_ACTIVITY_. Your job is to return every line of the listing holding the string "AuditEvent".

▶

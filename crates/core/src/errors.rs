use thiserror::Error;

use crate::domain::approval::{ApprovalId, ApprovalStatus};
use crate::domain::template::TemplateError;

#[derive(Clone, Debug, Error, PartialEq, Eq)]
pub enum WorkflowError {
    #[error("invalid approval transition from {current} to {attempted}")]
    InvalidTransition { current: ApprovalStatus, attempted: ApprovalStatus },
    #[error("no SLA policy is configured for priority `{priority}`")]
    UnknownPriority { priority: String },
    #[error("SLA due date for priority `{priority}` is outside the representable time range")]
    DueAtOutOfRange { priority: String },
}

#[derive(Clone, Debug, Error, PartialEq, Eq)]
pub enum DomainError {
    #[error(transparent)]
    Workflow(#[from] WorkflowError),
    #[error(transparent)]
    Template(#[from] TemplateError),
    #[error("approval `{approval_id}` is blocked until level {blocking_level} is approved")]
    NotActionable { approval_id: ApprovalId, blocking_level: u32 },
}

#[derive(Clone, Debug, Error, PartialEq, Eq)]
pub enum ApplicationError {
    #[error(transparent)]
    Domain(#[from] DomainError),
    #[error("not found: {0}")]
    NotFound(String),
    #[error("persistence failure: {0}")]
    Persistence(String),
    #[error("configuration failure: {0}")]
    Configuration(String),
}

#[derive(Clone, Debug, Error, PartialEq, Eq)]
pub enum InterfaceError {
    #[error("bad request: {message}")]
    BadRequest { message: String, correlation_id: String },
    #[error("conflict: {message}")]
    Conflict { message: String, correlation_id: String },
    #[error("unconfigured priority: {message}")]
    UnconfiguredPriority { message: String, correlation_id: String },
    #[error("service unavailable: {message}")]
    ServiceUnavailable { message: String, correlation_id: String },
    #[error("invalid configuration: {message}")]
    InvalidConfiguration { message: String, correlation_id: String },
}

impl InterfaceError {
    pub fn user_message(&self) -> &'static str {
        match self {
            Self::BadRequest { .. } => {
                "The request could not be processed. Check inputs and try again."
            }
            Self::Conflict { .. } => "This approval was already decided.",
            Self::UnconfiguredPriority { .. } => {
                "The priority tier is not configured. Contact an administrator."
            }
            Self::ServiceUnavailable { .. } => {
                "The service is temporarily unavailable. Please retry shortly."
            }
            Self::InvalidConfiguration { .. } => {
                "The service configuration is invalid. Check the config file and environment."
            }
        }
    }

    pub fn correlation_id(&self) -> &str {
        match self {
            Self::BadRequest { correlation_id, .. }
            | Self::Conflict { correlation_id, .. }
            | Self::UnconfiguredPriority { correlation_id, .. }
            | Self::ServiceUnavailable { correlation_id, .. }
            | Self::InvalidConfiguration { correlation_id, .. } => correlation_id,
        }
    }
}

impl ApplicationError {
    pub fn into_interface(self, correlation_id: impl Into<String>) -> InterfaceError {
        let correlation_id = correlation_id.into();
        let mut mapped = InterfaceError::from(self);
        match &mut mapped {
            InterfaceError::BadRequest { correlation_id: id, .. }
            | InterfaceError::Conflict { correlation_id: id, .. }
            | InterfaceError::UnconfiguredPriority { correlation_id: id, .. }
            | InterfaceError::ServiceUnavailable { correlation_id: id, .. }
            | InterfaceError::InvalidConfiguration { correlation_id: id, .. } => {
                *id = correlation_id
            }
        }
        mapped
    }
}

impl From<ApplicationError> for InterfaceError {
    fn from(value: ApplicationError) -> Self {
        let correlation_id = "unassigned".to_owned();
        let message = value.to_string();
        match value {
            ApplicationError::Domain(DomainError::Workflow(
                WorkflowError::InvalidTransition { .. },
            )) => Self::Conflict { message, correlation_id },
            ApplicationError::Domain(DomainError::Workflow(WorkflowError::UnknownPriority {
                ..
            })) => Self::UnconfiguredPriority { message, correlation_id },
            ApplicationError::Domain(DomainError::Workflow(WorkflowError::DueAtOutOfRange {
                ..
            }))
            | ApplicationError::Domain(DomainError::Template(_))
            | ApplicationError::Domain(DomainError::NotActionable { .. })
            | ApplicationError::NotFound(_) => Self::BadRequest { message, correlation_id },
            ApplicationError::Persistence(_) => {
                Self::ServiceUnavailable { message, correlation_id }
            }
            ApplicationError::Configuration(_) => {
                Self::InvalidConfiguration { message, correlation_id }
            }
        }
    }
}
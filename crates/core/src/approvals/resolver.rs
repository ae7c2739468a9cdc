use std::collections::HashSet;

use chrono::{DateTime, NaiveDate, Utc};
use serde::{Deserialize, Serialize};
use thiserror::Error;

use crate::domain::approval::UserId;
use crate::domain::requester::{DepartmentId, RequesterProfile};
use crate::domain::template::ApproverDescriptor;

/// Read-only lookups the resolver needs from the user directory.
pub trait UserDirectory {
    fn user_exists(&self, user_id: UserId) -> bool;

    /// Backup approver standing in for `approver_id` at `at`, if one is configured.
    fn active_backup(&self, _approver_id: UserId, _at: DateTime<Utc>) -> Option<UserId> {
        None
    }
}

#[derive(Clone, Debug, PartialEq, Eq, Serialize, Deserialize)]
pub struct BackupAssignment {
    pub original_approver_id: UserId,
    pub backup_approver_id: UserId,
    pub starts_on: NaiveDate,
    pub ends_on: NaiveDate,
}

impl BackupAssignment {
    fn covers(&self, day: NaiveDate) -> bool {
        self.starts_on <= day && day <= self.ends_on
    }
}

#[derive(Clone, Debug, Default)]
pub struct InMemoryUserDirectory {
    users: HashSet<UserId>,
    backups: Vec<BackupAssignment>,
}

impl InMemoryUserDirectory {
    pub fn with_users(users: impl IntoIterator<Item = UserId>) -> Self {
        Self { users: users.into_iter().collect(), backups: Vec::new() }
    }

    pub fn with_backup(mut self, assignment: BackupAssignment) -> Self {
        self.backups.push(assignment);
        self
    }
}

impl UserDirectory for InMemoryUserDirectory {
    fn user_exists(&self, user_id: UserId) -> bool {
        self.users.contains(&user_id)
    }

    fn active_backup(&self, approver_id: UserId, at: DateTime<Utc>) -> Option<UserId> {
        let day = at.date_naive();
        self.backups
            .iter()
            .find(|assignment| {
                assignment.original_approver_id == approver_id && assignment.covers(day)
            })
            .map(|assignment| assignment.backup_approver_id)
    }
}

impl<T> UserDirectory for &T
where
    T: UserDirectory + ?Sized,
{
    fn user_exists(&self, user_id: UserId) -> bool {
        (**self).user_exists(user_id)
    }

    fn active_backup(&self, approver_id: UserId, at: DateTime<Utc>) -> Option<UserId> {
        (**self).active_backup(approver_id, at)
    }
}

#[derive(Clone, Copy, Debug, PartialEq, Eq, Serialize, Deserialize)]
pub struct ResolvedApprover {
    pub user_id: UserId,
    pub diverted_from: Option<UserId>,
}

#[derive(Clone, Copy, Debug, Error, PartialEq, Eq, Serialize, Deserialize)]
#[serde(tag = "kind", rename_all = "snake_case")]
pub enum UnresolvedReason {
    #[error("user {user_id} does not exist")]
    NotFound { user_id: UserId },
    #[error("requester has no reporting manager configured")]
    NoManagerConfigured,
    #[error("{}", department_head_message(*department_id))]
    NoDepartmentHeadConfigured { department_id: Option<DepartmentId> },
}

impl UnresolvedReason {
    pub fn as_str(&self) -> &'static str {
        match self {
            Self::NotFound { .. } => "not_found",
            Self::NoManagerConfigured => "no_manager_configured",
            Self::NoDepartmentHeadConfigured { .. } => "no_department_head_configured",
        }
    }
}

fn department_head_message(department_id: Option<DepartmentId>) -> String {
    match department_id {
        Some(department_id) => format!("department {department_id} has no head configured"),
        None => "requester is not assigned to a department".to_owned(),
    }
}

/// Maps approver descriptors to concrete users relative to one requester.
pub struct ApproverResolver<D> {
    directory: D,
    resolved_at: DateTime<Utc>,
}

impl<D> ApproverResolver<D>
where
    D: UserDirectory,
{
    pub fn new(directory: D, resolved_at: DateTime<Utc>) -> Self {
        Self { directory, resolved_at }
    }

    pub fn resolve(
        &self,
        descriptor: &ApproverDescriptor,
        requester: &RequesterProfile,
    ) -> Result<ResolvedApprover, UnresolvedReason> {
        let user_id = match descriptor {
            ApproverDescriptor::Explicit(user_id) => {
                if !self.directory.user_exists(*user_id) {
                    return Err(UnresolvedReason::NotFound { user_id: *user_id });
                }
                *user_id
            }
            ApproverDescriptor::ReportingManager => {
                requester.manager_id.ok_or(UnresolvedReason::NoManagerConfigured)?
            }
            ApproverDescriptor::DepartmentHead => match requester.department_id {
                None => {
                    return Err(UnresolvedReason::NoDepartmentHeadConfigured {
                        department_id: None,
                    })
                }
                Some(department_id) => requester.department_head_id.ok_or(
                    UnresolvedReason::NoDepartmentHeadConfigured {
                        department_id: Some(department_id),
                    },
                )?,
            },
        };

        Ok(self.divert_to_backup(user_id))
    }

    fn divert_to_backup(&self, user_id: UserId) -> ResolvedApprover {
        match self.directory.active_backup(user_id, self.resolved_at) {
            Some(backup) if backup != user_id => {
                ResolvedApprover { user_id: backup, diverted_from: Some(user_id) }
            }
            _ => ResolvedApprover { user_id, diverted_from: None },
        }
    }
}
pub mod approval;
pub mod requester;
pub mod template;
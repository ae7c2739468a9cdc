use std::collections::BTreeMap;
use std::sync::{Arc, Mutex};

use chrono::{DateTime, Utc};
use serde::{Deserialize, Serialize};
use uuid::Uuid;

use crate::domain::approval::RequestId;

#[derive(Clone, Debug, PartialEq, Eq, Serialize, Deserialize)]
#[serde(rename_all = "snake_case")]
pub enum AuditCategory {
    Chain,
    Transition,
    AutoApproval,
    Sla,
}

#[derive(Clone, Debug, PartialEq, Eq, Serialize, Deserialize)]
#[serde(rename_all = "snake_case")]
pub enum AuditOutcome {
    Success,
    Rejected,
    Failed,
}

#[derive(Clone, Debug, PartialEq, Eq, Serialize, Deserialize)]
pub struct AuditContext {
    pub request_id: Option<RequestId>,
    pub correlation_id: String,
    pub actor: String,
}

impl AuditContext {
    pub fn new(
        request_id: Option<RequestId>,
        correlation_id: impl Into<String>,
        actor: impl Into<String>,
    ) -> Self {
        Self { request_id, correlation_id: correlation_id.into(), actor: actor.into() }
    }

    pub(crate) fn event(
        &self,
        event_type: &str,
        category: AuditCategory,
        outcome: AuditOutcome,
    ) -> AuditEvent {
        AuditEvent::new(
            self.request_id,
            self.correlation_id.clone(),
            event_type,
            category,
            self.actor.clone(),
            outcome,
        )
    }
}

#[derive(Clone, Debug, PartialEq, Eq, Serialize, Deserialize)]
pub struct AuditEvent {
    pub event_id: String,
    pub request_id: Option<RequestId>,
    pub correlation_id: String,
    pub event_type: String,
    pub category: AuditCategory,
    pub actor: String,
    pub outcome: AuditOutcome,
    pub metadata: BTreeMap<String, String>,
    pub occurred_at: DateTime<Utc>,
}

impl AuditEvent {
    pub fn new(
        request_id: Option<RequestId>,
        correlation_id: impl Into<String>,
        event_type: impl Into<String>,
        category: AuditCategory,
        actor: impl Into<String>,
        outcome: AuditOutcome,
    ) -> Self {
        Self {
            event_id: Uuid::new_v4().to_string(),
            request_id,
            correlation_id: correlation_id.into(),
            event_type: event_type.into(),
            category,
            actor: actor.into(),
            outcome,
            metadata: BTreeMap::new(),
            occurred_at: Utc::now(),
        }
    }

    pub fn with_metadata(mut self, key: impl Into<String>, value: impl Into<String>) -> Self {
        self.metadata.insert(key.into(), value.into());
        self
    }
}

pub trait AuditSink: Send + Sync {
    fn emit(&self, event: AuditEvent);
}

#[derive(Clone, Default)]
pub struct InMemoryAuditSink {
    events: Arc<Mutex<Vec<AuditEvent>>>,
}

impl InMemoryAuditSink {
    pub fn events(&self) -> Vec<AuditEvent> {
        match self.events.lock() {
            Ok(events) => events.clone(),
            Err(poisoned) => poisoned.into_inner().clone(),
        }
    }
}

impl AuditSink for InMemoryAuditSink {
    fn emit(&self, event: AuditEvent) {
        match self.events.lock() {
            Ok(mut events) => events.push(event),
            Err(poisoned) => poisoned.into_inner().push(event),
        }
    }
}
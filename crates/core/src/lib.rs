pub mod approvals;
pub mod audit;
pub mod config;
pub mod domain;
pub mod errors;
pub mod sla;

pub use approvals::chain::{
    build_chain, ChainOutcome, ChainReport, SkippedDescriptor, StartRequest,
};
pub use approvals::incident::{auto_approve, INCIDENT_AUTO_APPROVAL_COMMENT};
pub use approvals::resolver::{
    ApproverResolver, BackupAssignment, InMemoryUserDirectory, ResolvedApprover,
    UnresolvedReason, UserDirectory,
};
pub use approvals::state::{
    activate_next_level, blocking_level, carry_forward_prior_approvals, decision_notifications,
    is_actionable, overall_status, request_disposition, resubmit, transition, LevelActivation,
    NotificationIntent, RequestDisposition, CARRY_FORWARD_COMMENT,
};
pub use approvals::{ChainProgress, WorkflowEngine};
pub use domain::approval::{
    ApprovalId, ApprovalRecord, ApprovalRecordDraft, ApprovalStatus, OverallApprovalStatus,
    RequestClass, RequestId, UserId,
};
pub use domain::requester::{DepartmentId, RequesterProfile};
pub use domain::template::{
    parse_template_levels, ApprovalLevelDefinition, ApproverDescriptor, ParsedTemplate,
    TemplateError,
};
pub use errors::{ApplicationError, DomainError, InterfaceError, WorkflowError};
pub use sla::{
    assign_sla, compute_due_at, compute_response_due_at, evaluate_sla, SlaAssignment, SlaClock,
    SlaDuration, SlaPolicyEntry, SlaPolicyTable, SlaState, SlaStatus,
};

◀

_WRITTEN RESPONSE_.
    ) -> AuditEvent {
        AuditEvent::new(
pub struct AuditEvent {
impl AuditEvent {
    fn emit(&self, event: AuditEvent);
    events: Arc<Mutex<Vec<AuditEvent>>>,
    pub fn events(&self) -> Vec<AuditEvent> {
    fn emit(&self, event: AuditEvent) {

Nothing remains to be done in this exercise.